Having dealt with service people for decades, I typically encounter some routine challenges:

  1. We don’t listen to hear, we listen to respond. ‘This is a contraction of a quote from Stephen R. Covey ’s The 7 Habits of Highly Effective People: “Most people do not listen with the intent to understand; they listen with the intent to reply.”’
  • This is generally the biggest barrier in dealing with the Status Quo… most people simply do not care what we are saying, they cannot hear us as everything they hear is reprocessed and repurposed into a reply, a response, and most often an invalidating response.
  • It’s not that they are incompetent, stupid, or evil, it’s that they are normal. It is normal not to listen effectively.
  1. 6 Reasons Why You Take Things Too Personally. It never fails that one reason people cannot hear us is that they inappropriately take things personally. After decades of experience with service people, and others, I try not to make personal comments, I focus on the product or the service, but in the majority of cases, people transfer my emotions about the product or service to emotions about them personally. Transference is a common psychological trait, and one reason it is hard to Say No To The Status Quo.
  • Over the decades, in my career and elsewhere, I have noticed this issue is getting worse.
  • People are not as tough as they used to be. It’s not that they are overly sensitive, it’s that they don’t listen and parse things effectively.
  • Even when criticism was personal, my memory is people were tougher and did not wilt so easily in the face of new perspectives, unpleasant ideas, inconvenient truths, etc.
    • The Inconvenient Truth of Climate Change and Global Warming is an iconic example of dealing with the Status Quo
  • Even when there is no criticism, when it is simply a feature request, feature improvement request, just a new idea or perspective; if it challenges the Status Quo, it must be criticism.
  • Personally, I believe that people who cannot handle criticism, either direct or indirect, cannot be critical thinkers. It takes a thick skin to do good science… remember Galileo?
  • Early in my career, we had epic arguments, solved real problems, and later had beer together where we laughed at the silliness of some of our arguments (such as violent agreement)
  1. 27 Conflict Resolution Skills to Use with Your Team and Your Customers. In almost all cases, saying no causes conflict. Saying no to the status quo amplifies such conflict. Conflict Resolution is a skill that usually requires training, practice, and experience.
  • People who hear “No” rarely have these skills, so they
    • Reply without understanding
    • Take things personally
    • Escalate conflict rather than reduce or resolve it
  • But people who say “No” typically don’t have or don’t practice these skills either.
    • We need to spot when people are not hearing, and rephrase when necessary
    • We need to spot when people are taking things personally, and rephrase when necessary
  • We need to spot when people have no conflict resolutions skills, and either rephrase, employ more skills, or abandon the effort.
    • You can lead a horse to water, but you can’t make it drink
    • It is very normal to be unable to say “No” to the Status Quo

There are many other psychological factors related to this, Cognitive Biases, Cognitive Dissonance, Identity Foreclosure… There are many systemic factors, Status Quo Culture, Toxic Workplace, Insufficient Training and Awareness…
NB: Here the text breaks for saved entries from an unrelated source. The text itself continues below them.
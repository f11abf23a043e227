//! Helpers for moving between HTML text and [`kuchikiki`] trees: reading and
//! parsing documents, serializing them back to a canonical text form, and
//! handling the small fragments (index cards) that get spliced into pages.

use kuchikiki::traits::*;
use kuchikiki::{NodeRef, ParseOpts};
use std::fmt;
use std::fs;
use std::io;
use std::path::Path;
use std::string::FromUtf8Error;
use tracing::debug;

/// The doctype every serialized document starts with.
pub const DOCTYPE: &str = "<!DOCTYPE html>";

/// Reads the file at `path` as UTF-8 text.
pub fn read(path: &Path) -> Result<String> {
    Ok(String::from_utf8(fs::read(path)?)?)
}

/// Parses `text` into a mutable document tree. HTML parsing never fails
/// outright; the parser's complaints are logged against `source` (usually the
/// file path) at debug level.
pub fn parse_document(source: &str, text: &str) -> NodeRef {
    let source = source.to_owned();
    let opts = ParseOpts {
        on_parse_error: Some(Box::new(move |message| {
            debug!(source = %source, "html parse error: {}", message)
        })),
        ..ParseOpts::default()
    };
    kuchikiki::parse_html_with_options(opts).one(text)
}

/// Serializes a document to its canonical text form: a single
/// `<!DOCTYPE html>` line, the rest of the document as parsed, and exactly one
/// trailing newline. Whitespace inside the document is kept as-is, so a page's
/// hand-written indentation survives a rewrite.
///
/// The parser moves any whitespace after `</body>` into the body, so the
/// body's trailing whitespace is cut back to its first line. Without this,
/// every rewrite would grow the page by a blank line.
pub fn serialize_document(document: &NodeRef) -> io::Result<String> {
    trim_body_tail(document);

    let mut out: Vec<u8> = Vec::new();
    out.extend_from_slice(DOCTYPE.as_bytes());
    out.push(b'\n');
    for child in document.children() {
        if child.as_doctype().is_some() {
            continue;
        }
        child.serialize(&mut out)?;
    }
    let mut text =
        String::from_utf8(out).map_err(|e| io::Error::new(io::ErrorKind::InvalidData, e))?;
    let len = text.trim_end().len();
    text.truncate(len);
    text.push('\n');
    Ok(text)
}

fn trim_body_tail(document: &NodeRef) {
    let body = match document.select_first("body") {
        Ok(body) => body,
        Err(()) => return,
    };
    let tail = match body.as_node().last_child() {
        Some(tail) => tail,
        None => return,
    };
    if let Some(text) = tail.as_text() {
        let mut text = text.borrow_mut();
        if !text.trim().is_empty() {
            return;
        }
        if let Some(first) = text.find('\n') {
            if let Some(second) = text[first + 1..].find('\n') {
                text.truncate(first + 1 + second);
            }
        }
    }
}

/// Serializes the children of `node`, i.e. its markup without its own tags.
pub fn inner_html(node: &NodeRef) -> io::Result<String> {
    let mut out: Vec<u8> = Vec::new();
    for child in node.children() {
        child.serialize(&mut out)?;
    }
    String::from_utf8(out).map_err(|e| io::Error::new(io::ErrorKind::InvalidData, e))
}

/// Parses an HTML fragment and returns its top-level nodes, detached and
/// ready to be inserted elsewhere. Leading and trailing whitespace of the
/// fragment is dropped.
pub fn parse_fragment(fragment: &str) -> Vec<NodeRef> {
    let document = kuchikiki::parse_html().one(fragment.trim());
    let body = match document.select_first("body") {
        Ok(body) => body,
        Err(()) => return Vec::new(),
    };
    let nodes: Vec<NodeRef> = body.as_node().children().collect();
    for node in &nodes {
        node.detach();
    }
    nodes
}

/// Prefixes every non-blank line of `text` with `prefix`.
pub fn indent(text: &str, prefix: &str) -> String {
    text.lines()
        .map(|line| match line.trim().is_empty() {
            true => line.to_owned(),
            false => format!("{}{}", prefix, line),
        })
        .collect::<Vec<String>>()
        .join("\n")
}

/// Returns the indentation `node` sits at, taken from the whitespace text
/// between it and the preceding line break. Nodes that don't start their own
/// line have no indentation.
pub fn indentation_of(node: &NodeRef) -> String {
    let previous = match node.previous_sibling() {
        Some(previous) => previous,
        None => return String::new(),
    };
    let text = match previous.as_text() {
        Some(text) => text.borrow().clone(),
        None => return String::new(),
    };
    match text.rfind('\n') {
        Some(i) if text[i + 1..].trim().is_empty() => text[i + 1..].to_owned(),
        _ => String::new(),
    }
}

/// The result of reading a document.
pub type Result<T> = std::result::Result<T, Error>;

/// Represents a problem reading a document from disk.
#[derive(Debug)]
pub enum Error {
    /// Returned when the file can't be read.
    Io(io::Error),

    /// Returned when the file isn't valid UTF-8.
    Undecodable(FromUtf8Error),
}

impl fmt::Display for Error {
    /// Displays an [`Error`] as human-readable text.
    fn fmt(&self, f: &mut fmt::Formatter) -> fmt::Result {
        match self {
            Error::Io(err) => err.fmt(f),
            Error::Undecodable(err) => write!(f, "not valid UTF-8 markup: {}", err),
        }
    }
}

impl std::error::Error for Error {
    /// Implements the [`std::error::Error`] trait for [`Error`].
    fn source(&self) -> Option<&(dyn std::error::Error + 'static)> {
        match self {
            Error::Io(err) => Some(err),
            Error::Undecodable(err) => Some(err),
        }
    }
}

impl From<io::Error> for Error {
    fn from(err: io::Error) -> Error {
        Error::Io(err)
    }
}

impl From<FromUtf8Error> for Error {
    fn from(err: FromUtf8Error) -> Error {
        Error::Undecodable(err)
    }
}

#[cfg(test)]
mod test {
    use super::*;

    const PAGE: &str = "<!doctype html>\n<html>\n  <head><title>t</title></head>\n  <body>\n    <p>Fish &amp; chips</p>\n  </body>\n</html>\n";

    #[test]
    fn test_serialize_document_is_stable() -> io::Result<()> {
        let first = serialize_document(&parse_document("page", PAGE))?;
        let second = serialize_document(&parse_document("page", &first))?;
        assert!(first.starts_with("<!DOCTYPE html>\n<html>"));
        assert!(first.ends_with("</html>\n"));
        assert!(first.contains("<p>Fish &amp; chips</p>"));
        assert_eq!(first, second);
        Ok(())
    }

    #[test]
    fn test_serialize_document_adds_missing_doctype() -> io::Result<()> {
        let text = serialize_document(&parse_document("page", "<p>hi</p>"))?;
        assert!(text.starts_with("<!DOCTYPE html>\n<html>"));
        Ok(())
    }

    #[test]
    fn test_parse_fragment() -> io::Result<()> {
        let nodes = parse_fragment("\n  <article><h2>A</h2></article>\n");
        assert_eq!(1, nodes.len());
        assert!(nodes[0].parent().is_none());
        assert_eq!("<article><h2>A</h2></article>", nodes[0].to_string());
        Ok(())
    }

    #[test]
    fn test_indent_skips_blank_lines() {
        assert_eq!("  a\n\n    b", indent("a\n\n  b", "  "));
    }

    #[test]
    fn test_indentation_of() -> std::result::Result<(), ()> {
        let doc = parse_document("page", "<main>\n      <h2>Articles</h2></main>");
        let heading = doc.select_first("h2")?;
        assert_eq!("      ", indentation_of(heading.as_node()));
        Ok(())
    }

    #[test]
    fn test_read_rejects_invalid_utf8() -> io::Result<()> {
        let dir = tempfile::tempdir()?;
        let path = dir.path().join("bad.html");
        fs::write(&path, [0x3c, 0xff, 0xfe, 0x3e])?;
        match read(&path) {
            Err(Error::Undecodable(_)) => Ok(()),
            other => panic!("wanted Undecodable, got {:?}", other),
        }
    }
}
Back to my recent experience with extended benefits, I went through all the standard issues saying No to ineffective service, the Status Quo. In the end, I was finally able to get them to act responsibly, but only after looping in a service person who was previously able to deal with the same issue. Unlike most other people at the company, my sense was she had the temperament, training, and skills to deal effectively and efficiently with the corporate Status Quo.
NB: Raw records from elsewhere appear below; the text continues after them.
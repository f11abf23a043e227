use anyhow::{anyhow, Result};
use bbblog::blog::{load_renderer, parse_date_arg, Blog};
use bbblog::config::Config;
use bbblog::format::Formatter;
use bbblog::html;
use chrono::{Local, NaiveDate};
use clap::{crate_version, App, AppSettings, Arg, ArgMatches, SubCommand};
use std::path::{Path, PathBuf};
use tracing_subscriber::prelude::*;
use tracing_subscriber::EnvFilter;

// Cards are printed at the depth they sit at in the index page.
const CARD_INDENT: &str = "      ";

fn app() -> App<'static, 'static> {
    App::new("bbblog")
        .version(crate_version!())
        .about("Manages a hand-written HTML blog")
        .setting(AppSettings::SubcommandRequiredElseHelp)
        .arg(
            Arg::with_name("config")
                .long("config")
                .value_name("FILE")
                .takes_value(true)
                .help("Uses FILE instead of searching for bbblog.yaml"),
        )
        .arg(
            Arg::with_name("verbose")
                .short("v")
                .long("verbose")
                .help("Logs what each command does"),
        )
        .subcommand(
            SubCommand::with_name("mkindex")
                .about("Prints the index card for an article")
                .arg(Arg::with_name("path").required(true))
                .arg(
                    Arg::with_name("insert")
                        .long("insert")
                        .help("Inserts the card into the index page instead"),
                ),
        )
        .subcommand(
            SubCommand::with_name("mkarticle")
                .about("Creates an empty article dated today")
                .arg(Arg::with_name("title").required(true).multiple(true)),
        )
        .subcommand(
            SubCommand::with_name("changedate")
                .about("Changes an article's publish date (default: today)")
                .arg(Arg::with_name("path").required(true))
                .arg(Arg::with_name("date")),
        )
        .subcommand(
            SubCommand::with_name("randomizeheader")
                .about("Gives each page a randomly chosen header style")
                .arg(Arg::with_name("paths").required(true).multiple(true)),
        )
        .subcommand(
            SubCommand::with_name("mkrss")
                .about("Regenerates the Atom feed")
                .arg(
                    Arg::with_name("max-entries")
                        .long("max-entries")
                        .value_name("N")
                        .takes_value(true),
                ),
        )
}

fn init_tracing(verbose: bool) {
    let env_filter = std::env::var("RUST_LOG")
        .ok()
        .unwrap_or_else(|| String::from(if verbose { "debug" } else { "warn" }));

    let subscriber = tracing_subscriber::registry()
        .with(EnvFilter::new(env_filter))
        .with(tracing_subscriber::fmt::layer().with_writer(std::io::stderr));

    if subscriber.try_init().is_err() {
        tracing::warn!("tracing subscriber already initialised");
    }
}

fn main() {
    let matches = app().get_matches();
    init_tracing(matches.is_present("verbose"));
    if let Err(e) = run(&matches) {
        eprintln!("Error: {:?}", e);
        std::process::exit(1);
    }
}

fn run(matches: &ArgMatches) -> Result<()> {
    let config = Config::load(matches.value_of_os("config").map(Path::new))?;
    let renderer = load_renderer(&config)?;
    let formatter = Formatter::new(config.formatter.clone());
    let blog = Blog::new(config, renderer, formatter);

    match matches.subcommand() {
        ("mkindex", Some(m)) => {
            let path = path_arg(m, "path")?;
            if m.is_present("insert") {
                let index = blog.insert_card(&path)?;
                println!("{}", index.display());
            } else {
                print!("{}", indented_card(&blog.mkindex(&path)?));
            }
        }
        ("mkarticle", Some(m)) => {
            let title = m
                .values_of("title")
                .map(|words| words.collect::<Vec<_>>().join(" "))
                .unwrap_or_default();
            let path = blog.mkarticle(&title, today(), &mut rand::thread_rng())?;
            println!("{}", path.display());
        }
        ("changedate", Some(m)) => {
            let path = path_arg(m, "path")?;
            let date = match m.value_of("date") {
                Some(date) => parse_date_arg(date)?,
                None => today(),
            };
            let path = blog.changedate(&path, date)?;
            println!("{}", path.display());
        }
        ("randomizeheader", Some(m)) => {
            let paths: Vec<PathBuf> = m
                .values_of_os("paths")
                .map(|paths| paths.map(PathBuf::from).collect())
                .unwrap_or_default();
            for (path, variant) in blog.randomize_header(&paths, &mut rand::thread_rng())? {
                println!("{}: {}", path.display(), variant);
            }
        }
        ("mkrss", Some(m)) => {
            let max_entries = match m.value_of("max-entries") {
                Some(n) => Some(
                    n.parse::<usize>()
                        .map_err(|e| anyhow!("Invalid --max-entries `{}`: {}", n, e))?,
                ),
                None => None,
            };
            let path = blog.mkrss(max_entries)?;
            println!("{}", path.display());
        }
        (name, _) => return Err(anyhow!("Unknown command `{}`", name)),
    }
    Ok(())
}

fn path_arg(matches: &ArgMatches, name: &str) -> Result<PathBuf> {
    matches
        .value_of_os(name)
        .map(PathBuf::from)
        .ok_or_else(|| anyhow!("Missing argument `{}`", name))
}

// `html::indent` drops the trailing newline; the printed card ends with one.
fn indented_card(card: &str) -> String {
    format!("{}\n", html::indent(card.trim_end(), CARD_INDENT))
}

fn today() -> NaiveDate {
    Local::now().date_naive()
}
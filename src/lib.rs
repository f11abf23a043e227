//! The library code for the `bbblog` blog manager. A blog is a directory of
//! hand-written HTML files; there is no source format and no build step, so
//! every command works directly on the published HTML:
//!
//! 1. Reading article metadata out of HTML files ([`crate::article`])
//! 2. Rewriting HTML files in place ([`crate::rewrite`] and [`crate::edit`])
//! 3. Rendering new markup from templates ([`crate::render`]) and the Atom
//!    feed ([`crate::feed`])
//!
//! The rewrite path is the interesting one. A rewrite is a transaction: the
//! file is parsed into a mutable tree, a mutation callback edits the tree, and
//! the tree is serialized, optionally formatted by an external program, and
//! only then written back. Anything that fails before the write leaves the file
//! exactly as it was.
//!
//! [`crate::blog`] stitches these pieces together into the commands exposed by
//! the `bbblog` binary.

#![cfg_attr(feature = "fail-on-warnings", deny(warnings))]

pub mod article;
pub mod blog;
pub mod config;
pub mod edit;
pub mod feed;
pub mod format;
pub mod header;
pub mod html;
pub mod query;
pub mod render;
pub mod rewrite;
mod util;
Over the years I have also noticed that some people and organization deal better with “Hearing No To The Status Quo.” I was dealing with our local Internet Service Provider, trying to resolve a problem and give feedback. The service consultant had no problems hearing my complaints about product quality. When I asked him why he was so good about the criticism he replied, “We know our product quality needs improving, so we have had specific training to deal better with customers complaints.” In effect, they had been trained to Hear No To The Status Quo.
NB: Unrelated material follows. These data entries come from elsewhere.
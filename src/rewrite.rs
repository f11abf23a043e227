//! The rewrite engine. A rewrite is a transaction over one HTML document:
//!
//! 1. read the file and parse it into a mutable tree,
//! 2. hand the tree to a mutation callback, which edits it in place,
//! 3. serialize the tree ([`crate::html::serialize_document`]) and run the
//!    result through the configured [`Formatter`],
//! 4. atomically replace the file with the result.
//!
//! The file is only touched in the last step, so an error anywhere before it
//! (a missing node, a failing formatter) leaves the original file as it was.
//! Mutation callbacks must not do I/O of their own; see [`crate::edit`] for
//! the ones the tool uses.

use crate::format::{self, Formatter};
use crate::html;
use crate::query;
use kuchikiki::NodeRef;
use std::fmt;
use std::fs;
use std::io::{self, Write};
use std::path::{Path, PathBuf};
use tempfile::NamedTempFile;
use tracing::{debug, info};

/// Parses `text`, applies `mutate` to the tree, and returns the serialized,
/// formatted result together with the mutation's return value. `source`
/// names the document in log messages. Nothing is persisted.
pub fn rewrite_str<T, F>(
    source: &str,
    text: &str,
    formatter: &Formatter,
    mutate: F,
) -> Result<(String, T)>
where
    F: FnOnce(&NodeRef) -> Result<T>,
{
    let document = html::parse_document(source, text);
    let value = mutate(&document)?;
    let serialized = html::serialize_document(&document)?;
    Ok((formatter.format(serialized)?, value))
}

/// Rewrites the file at `path` in place: see the module documentation for
/// the steps. Returns the mutation's return value. If the rewritten text is
/// identical to the original, the file isn't written at all.
pub fn rewrite_file<T, F>(path: &Path, formatter: &Formatter, mutate: F) -> Result<T>
where
    F: FnOnce(&NodeRef) -> Result<T>,
{
    let run = || -> Result<T> {
        let text = html::read(path)?;
        let (output, value) =
            rewrite_str(&path.display().to_string(), &text, formatter, mutate)?;
        if output == text {
            debug!(path = %path.display(), "unchanged, not writing");
        } else {
            persist(path, output.as_bytes())?;
            info!(path = %path.display(), "rewrote");
        }
        Ok(value)
    };
    run().map_err(|e| Error::Annotated(path.to_owned(), Box::new(e)))
}

/// Writes `contents` next to `path` and renames it over `path`. An existing
/// file keeps its permissions; a new one is created world-readable (0644 on
/// unix) rather than with the temporary file's owner-only mode.
pub fn persist(path: &Path, contents: &[u8]) -> io::Result<()> {
    let dir = match path.parent() {
        Some(dir) if !dir.as_os_str().is_empty() => dir,
        _ => Path::new("."),
    };
    let permissions = match fs::metadata(path) {
        Ok(metadata) => Some(metadata.permissions()),
        Err(e) if e.kind() == io::ErrorKind::NotFound => new_file_permissions(),
        Err(e) => return Err(e),
    };
    let mut file = NamedTempFile::new_in(dir)?;
    file.write_all(contents)?;
    file.as_file().sync_all()?;
    if let Some(permissions) = permissions {
        fs::set_permissions(file.path(), permissions)?;
    }
    file.persist(path)?;
    Ok(())
}

#[cfg(unix)]
fn new_file_permissions() -> Option<fs::Permissions> {
    use std::os::unix::fs::PermissionsExt;
    Some(fs::Permissions::from_mode(0o644))
}

#[cfg(not(unix))]
fn new_file_permissions() -> Option<fs::Permissions> {
    None
}

/// The result of a rewrite.
pub type Result<T> = std::result::Result<T, Error>;

/// Represents a failed rewrite. None of these leave a partially written file
/// behind.
#[derive(Debug)]
pub enum Error {
    /// Returned when the file can't be read or written.
    Io(io::Error),

    /// Returned when the file isn't decodable markup.
    Parse(std::string::FromUtf8Error),

    /// Returned when a mutation's structural query fails.
    Query(query::Error),

    /// Returned when the external formatter fails or isn't available.
    ExternalTool(format::Error),

    /// Returned when a mutation can't be applied for another reason.
    Mutation(String),

    /// An error with the path of the file being rewritten.
    Annotated(PathBuf, Box<Error>),
}

impl Error {
    /// Returns the underlying error, without path annotations.
    pub fn root(&self) -> &Error {
        match self {
            Error::Annotated(_, err) => err.root(),
            err => err,
        }
    }
}

impl fmt::Display for Error {
    /// Displays an [`Error`] as human-readable text.
    fn fmt(&self, f: &mut fmt::Formatter) -> fmt::Result {
        match self {
            Error::Io(err) => err.fmt(f),
            Error::Parse(err) => write!(f, "parsing markup: {}", err),
            Error::Query(err) => err.fmt(f),
            Error::ExternalTool(err) => err.fmt(f),
            Error::Mutation(message) => message.fmt(f),
            Error::Annotated(path, err) => write!(f, "rewriting {}: {}", path.display(), err),
        }
    }
}

impl std::error::Error for Error {
    /// Implements the [`std::error::Error`] trait for [`Error`].
    fn source(&self) -> Option<&(dyn std::error::Error + 'static)> {
        match self {
            Error::Io(err) => Some(err),
            Error::Parse(err) => Some(err),
            Error::Query(err) => Some(err),
            Error::ExternalTool(err) => Some(err),
            Error::Mutation(_) => None,
            Error::Annotated(_, err) => Some(err),
        }
    }
}

impl From<io::Error> for Error {
    fn from(err: io::Error) -> Error {
        Error::Io(err)
    }
}

impl From<html::Error> for Error {
    fn from(err: html::Error) -> Error {
        match err {
            html::Error::Io(e) => Error::Io(e),
            html::Error::Undecodable(e) => Error::Parse(e),
        }
    }
}

impl From<query::Error> for Error {
    fn from(err: query::Error) -> Error {
        Error::Query(err)
    }
}

impl From<format::Error> for Error {
    fn from(err: format::Error) -> Error {
        Error::ExternalTool(err)
    }
}

#[cfg(test)]
mod test {
    use super::*;
    use crate::query::find_one;

    const PAGE: &str = "<!DOCTYPE html>\n<html>\n  <body>\n    <header class=\"a\">Blog</header>\n  </body>\n</html>\n";

    fn set_class(document: &NodeRef) -> Result<()> {
        let header = find_one(document, "header")?;
        header
            .attributes
            .borrow_mut()
            .insert("class", "b".to_owned());
        Ok(())
    }

    #[test]
    fn test_rewrite_str_returns_mutation_value() -> Result<()> {
        let (text, value) = rewrite_str("page", PAGE, &Formatter::none(), |document| {
            set_class(document)?;
            Ok(42)
        })?;
        assert_eq!(42, value);
        assert!(text.contains(r#"<header class="b">Blog</header>"#));
        Ok(())
    }

    #[test]
    fn test_rewrite_file_writes_result() -> Result<()> {
        let dir = tempfile::tempdir()?;
        let path = dir.path().join("page.html");
        fs::write(&path, PAGE)?;

        rewrite_file(&path, &Formatter::none(), set_class)?;

        let text = fs::read_to_string(&path)?;
        assert!(text.starts_with("<!DOCTYPE html>\n"));
        assert!(text.contains(r#"<header class="b">Blog</header>"#));
        Ok(())
    }

    #[test]
    fn test_failed_mutation_leaves_file_untouched() -> Result<()> {
        let dir = tempfile::tempdir()?;
        let path = dir.path().join("page.html");
        fs::write(&path, PAGE)?;

        let result = rewrite_file(&path, &Formatter::none(), |document| {
            set_class(document)?;
            Err::<(), Error>(Error::Mutation("boom".to_owned()))
        });

        match result {
            Err(Error::Annotated(p, err)) => {
                assert_eq!(path, p);
                assert!(matches!(*err, Error::Mutation(_)));
            }
            other => panic!("wanted an annotated Mutation error, got {:?}", other),
        }
        assert_eq!(PAGE, fs::read_to_string(&path)?);
        Ok(())
    }

    #[cfg(unix)]
    #[test]
    fn test_failed_formatter_leaves_file_untouched() -> Result<()> {
        let dir = tempfile::tempdir()?;
        let path = dir.path().join("page.html");
        fs::write(&path, PAGE)?;

        let formatter = Formatter::new(vec!["false".to_owned()]);
        match rewrite_file(&path, &formatter, set_class) {
            Err(err) => assert!(matches!(err.root(), Error::ExternalTool(_))),
            Ok(()) => panic!("wanted an ExternalTool error"),
        }
        assert_eq!(PAGE, fs::read_to_string(&path)?);
        Ok(())
    }

    #[test]
    fn test_undecodable_file_is_a_parse_error() -> Result<()> {
        let dir = tempfile::tempdir()?;
        let path = dir.path().join("page.html");
        fs::write(&path, [0xff, 0xfe])?;

        match rewrite_file(&path, &Formatter::none(), |_| Ok(())) {
            Err(err) => {
                assert!(matches!(err.root(), Error::Parse(_)));
                assert!(err.to_string().contains("page.html"));
            }
            Ok(()) => panic!("wanted a Parse error"),
        }
        Ok(())
    }

    #[cfg(unix)]
    #[test]
    fn test_rewrite_keeps_permissions() -> Result<()> {
        use std::os::unix::fs::PermissionsExt;

        let dir = tempfile::tempdir()?;
        let path = dir.path().join("page.html");
        fs::write(&path, PAGE)?;
        fs::set_permissions(&path, fs::Permissions::from_mode(0o644))?;

        rewrite_file(&path, &Formatter::none(), set_class)?;

        assert_eq!(0o644, fs::metadata(&path)?.permissions().mode() & 0o777);
        Ok(())
    }

    #[cfg(unix)]
    #[test]
    fn test_persist_new_file_is_world_readable() -> Result<()> {
        use std::os::unix::fs::PermissionsExt;

        let dir = tempfile::tempdir()?;
        let path = dir.path().join("feed.atom");

        persist(&path, b"<feed/>")?;

        assert_eq!("<feed/>", fs::read_to_string(&path)?);
        assert_eq!(0o644, fs::metadata(&path)?.permissions().mode() & 0o777);
        Ok(())
    }
}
Meeting Resistance and Moving Forward • Linda Rising • GOTO 2017

One of my heroes is Linda Rising, who is 15 years my senior, and she demonstrates how much wiser and learned she is than I. But, we do read the same books, and subscribe to the same ideas, so I am no slouch either. It pays to have good heroes.

I think her presentation has a lot to say about the Status Quo, although she uses different labels. She is definitely a gentle strength with kind toughness, who I find particularly inspiring.